Bellico ordered the archers to line up outside the barn’s sliding door.
“When the door opens, fire whatever you’re carrying into the machine. Then we rush it. The elf will have time for two shots, no more. And if any of us happens to be killed, well then, that’s our good fortune.”
The Chinese warriors could not speak, sealed as their mummified remains were inside enchanted clay sepulchers; but they nodded stiffly and drew their massive bows.
“Pirates,” called Bellico, “stand behind the archers.”
“We are not pirates,” said Salton Finnacre sulkily, scratching his femur. “We are
inhabiting
pirates. Isn’t that right, me hearties?”
“Arrr, Cap’n,” said the other pirates.
“I admit it,” said Finnacre sheepishly. “That sounded fairly piratelike.

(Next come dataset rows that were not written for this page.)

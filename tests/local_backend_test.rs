use tokio::io::{AsyncReadExt, AsyncWriteExt};
use npfm::backend::local::LocalBackend;
use npfm::{BackendRegistry, FileErrorKind, FileQueryInfoFlags, FileType, Location};
use std::sync::Arc;

#[tokio::test]
async fn test_local_backend_lifecycle() {
    // 1. Register backend
    let mut registry = BackendRegistry::new();
    registry.register(Arc::new(LocalBackend::new()));

    // 2. Define test file path
    let test_dir = tempfile::tempdir().unwrap();
    let test_file_path = test_dir.path().join("npfm_test_file.txt");
    let uri = Location::for_path(&test_file_path).uri();

    // 3. Get file handle
    let file = registry.file_for_uri(&uri).expect("Failed to get file handle");

    // 4. Create/Write file
    {
        let mut output = file.create_file(None).await.expect("Failed to create file");
        output.write_all(b"Hello, NPFM!").await.expect("Failed to write");
        output.close(None).expect("Failed to close output");
    }

    // 5. A second create fails
    let err = file.create_file(None).await.err().expect("create should fail");
    assert_eq!(err.kind(), FileErrorKind::Exists);

    // 6. Query info
    let info = file
        .query_info("standard::*", FileQueryInfoFlags::NONE, None)
        .await
        .expect("Failed to query info");
    assert_eq!(info.get_name().unwrap(), "npfm_test_file.txt");
    assert_eq!(info.get_size(), 12);
    assert_eq!(info.get_file_type(), FileType::Regular);

    // 7. Read file
    {
        let mut input = file.read(None).await.expect("Failed to open for read");
        let mut buffer = String::new();
        input.read_to_string(&mut buffer).await.expect("Failed to read");
        assert_eq!(buffer, "Hello, NPFM!");
        input.close(None).expect("Failed to close input");
    }

    // 8. Rename within the directory
    let renamed = file
        .set_display_name("renamed.txt", None)
        .await
        .expect("Failed to rename");
    assert_eq!(renamed, Location::for_path(test_dir.path().join("renamed.txt")));
    assert!(!file.exists(None).await.expect("Failed to check existence"));

    // 9. Delete file
    let renamed_file = registry.file_for_location(&renamed).unwrap();
    renamed_file.delete(None).await.expect("Failed to delete");

    // 10. Verify deleted
    assert!(!renamed_file.exists(None).await.expect("Failed to check existence"));
}

#[tokio::test]
async fn test_unknown_scheme_is_not_supported() {
    let registry = BackendRegistry::with_defaults();
    let err = registry.file_for_uri("sftp://host/tmp/a").err().expect("no sftp backend");
    assert_eq!(err.kind(), FileErrorKind::NotSupported);
}
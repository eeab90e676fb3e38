//! Cache configuration
//!
//! Paths default to the XDG base directories of the current user, read from
//! the environment first and from `directories` otherwise. Tests build a
//! config rooted in a temporary directory with [`CacheConfig::with_root`].

use std::path::{Path, PathBuf};

use directories::{BaseDirs, UserDirs};

#[derive(Debug, Clone)]
pub struct CacheConfig {
    /// The user's home directory.
    pub home_dir: PathBuf,
    /// Root of the freedesktop trash (`files/` and `info/` live below it).
    pub trash_root: PathBuf,
    /// Root of the freedesktop thumbnail cache.
    pub thumbnail_root: PathBuf,
    /// The `user-dirs.dirs` file naming the special user directories.
    pub user_dirs_file: PathBuf,
    /// Spawn the background refresh task when a runtime is available.
    pub start_worker: bool,
    /// Watch loaded directories for changes.
    pub monitor_directories: bool,
}

fn env_dir(var: &str) -> Option<PathBuf> {
    std::env::var(var)
        .ok()
        .map(PathBuf::from)
        .filter(|p| p.is_absolute())
}

fn home_dir() -> PathBuf {
    env_dir("HOME")
        .or_else(|| UserDirs::new().map(|d| d.home_dir().to_path_buf()))
        .unwrap_or_else(|| PathBuf::from("/tmp"))
}

impl CacheConfig {
    /// Builds the configuration from `XDG_*` variables.
    pub fn from_env() -> Self {
        let home = home_dir();

        let data_home = env_dir("XDG_DATA_HOME")
            .or_else(|| BaseDirs::new().map(|d| d.data_dir().to_path_buf()))
            .unwrap_or_else(|| home.join(".local").join("share"));
        let cache_home = env_dir("XDG_CACHE_HOME")
            .or_else(|| BaseDirs::new().map(|d| d.cache_dir().to_path_buf()))
            .unwrap_or_else(|| home.join(".cache"));
        let config_home = env_dir("XDG_CONFIG_HOME")
            .or_else(|| BaseDirs::new().map(|d| d.config_dir().to_path_buf()))
            .unwrap_or_else(|| home.join(".config"));

        Self {
            trash_root: data_home.join("Trash"),
            thumbnail_root: cache_home.join("thumbnails"),
            user_dirs_file: config_home.join("user-dirs.dirs"),
            home_dir: home,
            start_worker: true,
            monitor_directories: true,
        }
    }

    /// Everything below `root`: `home/`, `home/.local/share/Trash`,
    /// `home/.cache/thumbnails` and `home/.config/user-dirs.dirs`.
    pub fn with_root(root: impl AsRef<Path>) -> Self {
        let home = root.as_ref().join("home");
        Self {
            trash_root: home.join(".local").join("share").join("Trash"),
            thumbnail_root: home.join(".cache").join("thumbnails"),
            user_dirs_file: home.join(".config").join("user-dirs.dirs"),
            home_dir: home,
            start_worker: true,
            monitor_directories: false,
        }
    }

    pub fn worker(mut self, start: bool) -> Self {
        self.start_worker = start;
        self
    }

    pub fn monitoring(mut self, monitor: bool) -> Self {
        self.monitor_directories = monitor;
        self
    }

    pub fn trash_files_dir(&self) -> PathBuf {
        self.trash_root.join("files")
    }
}

impl Default for CacheConfig {
    fn default() -> Self {
        Self::from_env()
    }
}

#[cfg(test)]
mod tests {
    use super::*;

    #[test]
    fn rooted_config_stays_inside_root() {
        let config = CacheConfig::with_root("/tmp/npfm-root");
        assert!(config.trash_root.starts_with("/tmp/npfm-root"));
        assert!(config.thumbnail_root.starts_with("/tmp/npfm-root"));
        assert_eq!(config.trash_files_dir(), config.trash_root.join("files"));
        assert!(!config.monitor_directories);
    }
}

But it bleeds through. Two more days in this body, and I could sail a brig singlehanded.”
“I understand,” said Bellico. “We will be with our ancestors soon. Our duty will be done.”
“Woof,” said the remaining hound with feeling, barely resisting his host’s urge to sniff other people’s personal areas. Bellico wrapped Juliet’s fingers around the door handle, testing it for weight.

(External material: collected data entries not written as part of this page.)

use crate::BoundingExtents;

/// A decoded point cloud: parallel position and color columns plus the
/// extents computed while decoding.
///
/// Every column has the same length. Colors are normalized to `0.0..=1.0`
/// and default to white when the source carries no color fields.
#[derive(Debug, Clone, PartialEq)]
pub struct PointCloud {
    pub x: Vec<f32>,
    pub y: Vec<f32>,
    pub z: Vec<f32>,
    pub colors: Colors,
    pub extents: BoundingExtents,
}

#[derive(Debug, Clone, PartialEq, Default)]
pub struct Colors {
    pub r: Vec<f32>,
    pub g: Vec<f32>,
    pub b: Vec<f32>,
}

impl Colors {
    pub fn white(n: usize) -> Self {
        Self {
            r: vec![1.0; n],
            g: vec![1.0; n],
            b: vec![1.0; n],
        }
    }

    pub fn with_capacity(n: usize) -> Self {
        Self {
            r: Vec::with_capacity(n),
            g: Vec::with_capacity(n),
            b: Vec::with_capacity(n),
        }
    }

    /// Append an 8-bit-per-channel color, normalizing it.
    pub fn push_rgb8(&mut self, rgb: [u8; 3]) {
        self.r.push(f32::from(rgb[0]) / 255.0);
        self.g.push(f32::from(rgb[1]) / 255.0);
        self.b.push(f32::from(rgb[2]) / 255.0);
    }

    pub fn len(&self) -> usize {
        self.r.len()
    }

    pub fn is_empty(&self) -> bool {
        self.r.is_empty()
    }
}

impl PointCloud {
    pub fn new() -> Self {
        Self {
            x: Vec::new(),
            y: Vec::new(),
            z: Vec::new(),
            colors: Colors::default(),
            extents: BoundingExtents::unset(),
        }
    }

    /// Build a white cloud from position columns, computing extents.
    pub fn from_xyz(x: Vec<f32>, y: Vec<f32>, z: Vec<f32>) -> Self {
        let colors = Colors::white(x.len());
        Self::from_xyz_rgb(x, y, z, colors)
    }

    pub fn from_xyz_rgb(x: Vec<f32>, y: Vec<f32>, z: Vec<f32>, colors: Colors) -> Self {
        assert_eq!(x.len(), y.len(), "x and y must have same length");
        assert_eq!(x.len(), z.len(), "x and z must have same length");
        assert_eq!(
            x.len(),
            colors.len(),
            "colors must have one entry per point"
        );
        assert_eq!(colors.r.len(), colors.g.len(), "r and g must have same length");
        assert_eq!(colors.r.len(), colors.b.len(), "r and b must have same length");

        let extents = BoundingExtents::from_xyz(&x, &y, &z);
        Self {
            x,
            y,
            z,
            colors,
            extents,
        }
    }

    pub fn len(&self) -> usize {
        debug_assert_eq!(self.x.len(), self.y.len());
        debug_assert_eq!(self.x.len(), self.z.len());
        debug_assert_eq!(self.x.len(), self.colors.len());
        self.x.len()
    }

    pub fn is_empty(&self) -> bool {
        self.x.is_empty()
    }

    pub fn point(&self, i: usize) -> [f32; 3] {
        [self.x[i], self.y[i], self.z[i]]
    }

    pub fn color(&self, i: usize) -> [f32; 3] {
        [self.colors.r[i], self.colors.g[i], self.colors.b[i]]
    }

    pub fn iter_points(&self) -> impl Iterator<Item = [f32; 3]> + '_ {
        self.x
            .iter()
            .zip(&self.y)
            .zip(&self.z)
            .map(|((x, y), z)| [*x, *y, *z])
    }

    /// Interleaved `xyz` positions, the layout a renderer uploads.
    pub fn to_array(&self) -> Vec<f32> {
        let mut out = Vec::with_capacity(self.len() * 3);
        for i in 0..self.len() {
            out.push(self.x[i]);
            out.push(self.y[i]);
            out.push(self.z[i]);
        }
        out
    }

    /// Interleaved normalized `rgb` colors, parallel to [`to_array`](Self::to_array).
    pub fn colors_to_array(&self) -> Vec<f32> {
        let mut out = Vec::with_capacity(self.len() * 3);
        for i in 0..self.len() {
            out.push(self.colors.r[i]);
            out.push(self.colors.g[i]);
            out.push(self.colors.b[i]);
        }
        out
    }
}

impl Default for PointCloud {
    fn default() -> Self {
        Self::new()
    }
}
use std::path::PathBuf;

use plypick::{write_ply_binary, Colors, PointCloud, PointCloudLoader, Ray};

fn main() -> Result<(), Box<dyn std::error::Error>> {
    tracing_subscriber::fmt::init();

    // Load the file given on the command line, or a synthetic ring of points
    let scratch = tempfile::tempdir()?;
    let path = match std::env::args_os().nth(1) {
        Some(arg) => PathBuf::from(arg),
        None => {
            let n = 720;
            let mut colors = Colors::with_capacity(n);
            let (mut x, mut y, mut z) = (Vec::new(), Vec::new(), Vec::new());
            for i in 0..n {
                let a = (i as f32).to_radians() * 0.5;
                x.push(10.0 * a.cos());
                y.push((i % 2) as f32 * 0.01);
                z.push(10.0 * a.sin());
                colors.push_rgb8([(i % 256) as u8, 64, 200]);
            }
            let path = scratch.path().join("ring.ply");
            write_ply_binary(&path, &PointCloud::from_xyz_rgb(x, y, z, colors))?;
            path
        }
    };

    let loader = PointCloudLoader::default();
    let loaded = loader.load(&path)?;
    let extents = loaded.cloud.extents;
    println!("Loaded {} points from {}", loaded.cloud.len(), path.display());
    println!("Extents: min={:?}, max={:?}", extents.min(), extents.max());
    println!(
        "Octree: {} nodes, depth {}, root edge {:.2}",
        loaded.index.node_count(),
        loaded.index.depth(),
        loaded.index.root_size()
    );

    // Cast rays from the center of the cloud outwards
    let origin = extents.center();
    for deg in (0..360).step_by(45) {
        let a = (deg as f32).to_radians();
        let Some(ray) = Ray::from_arrays(origin, [a.cos(), 0.0, a.sin()]) else {
            continue;
        };
        match loader.pick(&ray) {
            Some(hit) => println!(
                "{deg:>3}°: point #{} at [{:.3}, {:.3}, {:.3}]",
                hit.index, hit.world.x, hit.world.y, hit.world.z
            ),
            None => println!("{deg:>3}°: nothing within {}", loader.config().pick_tolerance),
        }
    }

    Ok(())
}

“One more glorious charge, my warriors, and the humans are forever vanquished. Our descendants can forever live in peace.”
The moment buzzed with impending violence. Holly could sense the Berserkers psyching themselves up.
It’s down to me, she realized. I have to save us.
“Okay, Artemis,” she said brusquely. “We climb to the rafters. Perhaps it will take the Berserkers time to find us. Time that you can spend planning.”
Artemis peered over her shoulder, through the porthole.
“Too late,” he said.
The barn door trundled open on oiled casters, and six implacable Chinese clay warriors stood silhouetted in the moonlit rectangle.
“Archers,” said Holly. “Lie flat.”
Artemis seemed dazed by the utter collapse of his plans. He had acted
predictably.
When had he become so predictable?
Holly saw that her words were not penetrating Artemis’s skull, and she realized that Artemis had two major weaknesses: One, he was physically hamstrung not only by his hamstrings but also by a lack of coordination that would have embarrassed a four-year-old; and two, he was so confident in the superiority of his own intellect that he rarely developed a plan B. If plan A proved to be a dud, there was no fallback.
Like now.
Holly hurled herself at Artemis, latching on to his torso and knocking him flat in the narrow aisle. A second later, she heard the command from outside.
“Fire!”
It was Juliet’s voice. Ordering the murder of her own brother.
As battle veterans know all too well, the urge to look at the instrument of your own death is almost overpowering. Holly felt that pull now, to sit up and watch the arrows as they arced toward their targets. But she resisted it, forcing herself down, squashing herself and Artemis into the walkway so the corrugated steel pressed into their cheeks.